The first housemate the disoriented dictator encounters is Neil Summerville’s chubby, ebullient and ultra camp Felix in a cheetah-face t-shirt who seems to be some kind of celebrity. Then there are Charlie (Hannah Douglas) as self-described Femi-Gender (adamant that Lesbian is the wrong nomenclature) and would-be rapper M-Cat (Kit Lloyd) who’s non-too-clever but full of enthusiasms and soon Adolf’s yes-man.
Hitler is rather taken by posh PR lady Lucy (Jenny Johns), recognising that he can learn from her in controlling the masses. Remaining housemate is Rachel (Tracey Ann Wood), a housewife and mother who has left a weeks-old baby behind to come into the Big Brother House; she’s the practical person who find herself housekeeping for the others—and, by the way, she is Jewish.
Stephen Chance plays Hitler and he dominates from the start with an explosive portrayal of pent-up prejudice and perplexedness, a control freak with a conviction of his absolute rightness and a voice with an edge and an accent that could cut through concrete.
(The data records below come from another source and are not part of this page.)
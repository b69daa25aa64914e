//! Policy configuration: an immutable [`PolicyChecker`] built through a
//! [`PolicyBuilder`].

use std::fmt;
use std::sync::Arc;

use secrecy::SecretString;

use crate::blacklist::{Blacklist, shared_blacklist};
use crate::requirement::{Requirement, Requirements};
use crate::verifier::{HashVerifier, PlatformVerifier};

/// Lowest accepted minimum length.
///
/// The bundled blacklist only holds entries of at least this many
/// characters, so a lower minimum would let short common passwords through.
pub const MIN_LENGTH: usize = 10;

/// Fully-configured password policy.
///
/// Validation is a pure function of this value and the candidate, so a
/// checker can be shared across threads behind an `Arc`.
#[derive(Clone)]
pub struct PolicyChecker {
    pub(crate) min_length: usize,
    pub(crate) confirmation: Option<Arc<SecretString>>,
    pub(crate) previous_hashes: Option<Vec<String>>,
    pub(crate) obvious: Arc<[String]>,
    pub(crate) requirements: Requirements,
    pub(crate) blacklist: Arc<Blacklist>,
    pub(crate) verifier: Arc<dyn HashVerifier>,
}

impl PolicyChecker {
    /// Starts configuring a policy that rejects passwords containing any of
    /// `obvious` (app name, user's name, e-mail...).
    pub fn builder<I, S>(obvious: I) -> PolicyBuilder
    where
        I: IntoIterator<Item = S>,
        S: Into<String>,
    {
        PolicyBuilder::new(obvious)
    }

    /// A policy with default settings: only length, blacklist and obvious
    /// checks are active.
    pub fn new<I, S>(obvious: I) -> Self
    where
        I: IntoIterator<Item = S>,
        S: Into<String>,
    {
        Self::builder(obvious).build()
    }

    /// Returns a builder holding this policy's configuration.
    ///
    /// The obvious substrings are carried over and cannot be replaced.
    pub fn to_builder(&self) -> PolicyBuilder {
        PolicyBuilder {
            policy: self.clone(),
            blacklist_injected: true,
        }
    }

    pub fn min_length(&self) -> usize {
        self.min_length
    }

    pub fn obvious(&self) -> &[String] {
        &self.obvious
    }

    pub fn requirements(&self) -> &Requirements {
        &self.requirements
    }

    /// Stored hashes, or `None` when the reuse check is disabled.
    pub fn previous_hashes(&self) -> Option<&[String]> {
        self.previous_hashes.as_deref()
    }

    pub fn has_confirmation(&self) -> bool {
        self.confirmation.is_some()
    }

    pub fn blacklist(&self) -> &Blacklist {
        &self.blacklist
    }
}

impl fmt::Debug for PolicyChecker {
    fn fmt(&self, f: &mut fmt::Formatter<'_>) -> fmt::Result {
        f.debug_struct("PolicyChecker")
            .field("min_length", &self.min_length)
            .field("confirmation", &self.confirmation.as_ref().map(|_| "[REDACTED]"))
            .field(
                "previous_hashes",
                &self.previous_hashes.as_ref().map(|h| h.len()),
            )
            .field("obvious", &self.obvious)
            .field("requirements", &self.requirements)
            .field("blacklist_len", &self.blacklist.len())
            .finish_non_exhaustive()
    }
}

/// Builder for [`PolicyChecker`].
pub struct PolicyBuilder {
    policy: PolicyChecker,
    blacklist_injected: bool,
}

impl PolicyBuilder {
    fn new<I, S>(obvious: I) -> Self
    where
        I: IntoIterator<Item = S>,
        S: Into<String>,
    {
        let obvious: Vec<String> = obvious.into_iter().map(Into::into).collect();
        Self {
            policy: PolicyChecker {
                min_length: MIN_LENGTH,
                confirmation: None,
                previous_hashes: None,
                obvious: obvious.into(),
                requirements: Requirements::new(),
                blacklist: Arc::new(Blacklist::default()),
                verifier: Arc::new(PlatformVerifier),
            },
            blacklist_injected: false,
        }
    }

    /// Requires the candidate to equal `value` exactly.
    pub fn confirmation(mut self, value: SecretString) -> Self {
        self.policy.confirmation = Some(Arc::new(value));
        self
    }

    /// Enables the reuse check against `hashes`.
    ///
    /// An empty list still enables the check; it simply never matches.
    pub fn previous_passwords<I, S>(mut self, hashes: I) -> Self
    where
        I: IntoIterator<Item = S>,
        S: Into<String>,
    {
        self.policy.previous_hashes = Some(hashes.into_iter().map(Into::into).collect());
        self
    }

    /// Sets the minimum length. Values below [`MIN_LENGTH`] are ignored.
    pub fn min_length(mut self, value: usize) -> Self {
        if value < MIN_LENGTH {
            #[cfg(feature = "tracing")]
            tracing::debug!("Ignoring min_length {} below floor {}", value, MIN_LENGTH);
            return self;
        }
        self.policy.min_length = value;
        self
    }

    /// Replaces the enabled complexity requirements.
    pub fn complexity_requirements<I>(mut self, requirements: I) -> Self
    where
        I: IntoIterator<Item = Requirement>,
    {
        self.policy.requirements = requirements.into_iter().collect();
        self
    }

    /// Uses `blacklist` instead of the process-wide one.
    pub fn blacklist(mut self, blacklist: Arc<Blacklist>) -> Self {
        self.policy.blacklist = blacklist;
        self.blacklist_injected = true;
        self
    }

    /// Uses `verifier` for the reuse check instead of [`PlatformVerifier`].
    pub fn verifier<V: HashVerifier + 'static>(mut self, verifier: V) -> Self {
        self.policy.verifier = Arc::new(verifier);
        self
    }

    /// Finishes the policy.
    ///
    /// Without an injected blacklist, the process-wide one is used when it
    /// has been initialized; otherwise no password is considered common.
    pub fn build(self) -> PolicyChecker {
        let mut policy = self.policy;
        if !self.blacklist_injected {
            if let Some(shared) = shared_blacklist() {
                policy.blacklist = shared;
            }
        }
        policy
    }
}

impl fmt::Debug for PolicyBuilder {
    fn fmt(&self, f: &mut fmt::Formatter<'_>) -> fmt::Result {
        f.debug_struct("PolicyBuilder")
            .field("policy", &self.policy)
            .field("blacklist_injected", &self.blacklist_injected)
            .finish()
    }
}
He presents a caricature that is hysterically funny but the play and his performance are built on just a single idea, an extended gag that can’t be sustained for a whole show.
Fortunately, the writers know this and just when it could run out of steam Hitler’s refusal to accept Big Brother’s orders sees him suddenly evicted—and then brought back, when his influence on the others becomes more serious as he gets them to turn against Rachel.
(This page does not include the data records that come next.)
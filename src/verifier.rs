//! Hash verification used by the reuse check.
//!
//! The reuse rule never hashes anything itself: it hands each stored hash and
//! the candidate to a [`HashVerifier`]. The built-in verifiers are gated
//! behind the `bcrypt` (default) and `argon2` features; callers can plug in
//! any other scheme with a closure.

/// Verifies a plaintext candidate against a stored one-way hash.
///
/// Implementations must return `false` for hashes they cannot parse rather
/// than failing.
pub trait HashVerifier: Send + Sync {
    fn verify(&self, candidate: &str, hash: &str) -> bool;
}

impl<F> HashVerifier for F
where
    F: Fn(&str, &str) -> bool + Send + Sync,
{
    fn verify(&self, candidate: &str, hash: &str) -> bool {
        self(candidate, hash)
    }
}

/// Verifies bcrypt hashes (`$2a$`, `$2b$`, `$2x$`, `$2y$`).
#[cfg(feature = "bcrypt")]
#[derive(Debug, Clone, Copy, Default)]
pub struct BcryptVerifier;

#[cfg(feature = "bcrypt")]
impl HashVerifier for BcryptVerifier {
    fn verify(&self, candidate: &str, hash: &str) -> bool {
        match bcrypt::verify(candidate, hash) {
            Ok(matched) => matched,
            Err(_e) => {
                #[cfg(feature = "tracing")]
                tracing::warn!("Unverifiable bcrypt hash: {}", _e);
                false
            }
        }
    }
}

/// Verifies Argon2 hashes in PHC string format (`$argon2id$...`).
#[cfg(feature = "argon2")]
#[derive(Debug, Clone, Copy, Default)]
pub struct Argon2Verifier;

#[cfg(feature = "argon2")]
impl HashVerifier for Argon2Verifier {
    fn verify(&self, candidate: &str, hash: &str) -> bool {
        use argon2::Argon2;
        use argon2::password_hash::{PasswordHash, PasswordVerifier};

        let parsed = match PasswordHash::new(hash) {
            Ok(parsed) => parsed,
            Err(_e) => {
                #[cfg(feature = "tracing")]
                tracing::warn!("Unverifiable argon2 hash: {}", _e);
                return false;
            }
        };
        Argon2::default()
            .verify_password(candidate.as_bytes(), &parsed)
            .is_ok()
    }
}

/// Default verifier: picks a built-in scheme from the hash prefix.
///
/// Hashes for schemes that are not compiled in never match.
#[derive(Debug, Clone, Copy, Default)]
pub struct PlatformVerifier;

impl HashVerifier for PlatformVerifier {
    fn verify(&self, candidate: &str, hash: &str) -> bool {
        #[cfg(feature = "argon2")]
        {
            if hash.starts_with("$argon2") {
                return Argon2Verifier.verify(candidate, hash);
            }
        }

        #[cfg(feature = "bcrypt")]
        {
            if hash.starts_with("$2") {
                return BcryptVerifier.verify(candidate, hash);
            }
        }

        #[cfg(feature = "tracing")]
        tracing::warn!("No verifier available for stored hash format");

        let _ = (candidate, hash);
        false
    }
}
Big Brother gets the housemates playing a game called War Zone but it doesn’t attempt to parody events in WW II, nor does the play parallel real events in Hitler’s progress—or begin to match the actual awfulness of the “real” Big Brother’s excesses.
There is Fear and Misery of the Third Reich presenting Brecht’s warning about Hitler on the other side of the Thames but, while Big Brother Blitzkrieg does reflect the insidious way in which attitudes can be altered, its object is laughter and Chance and Summerville know how to keep it coming.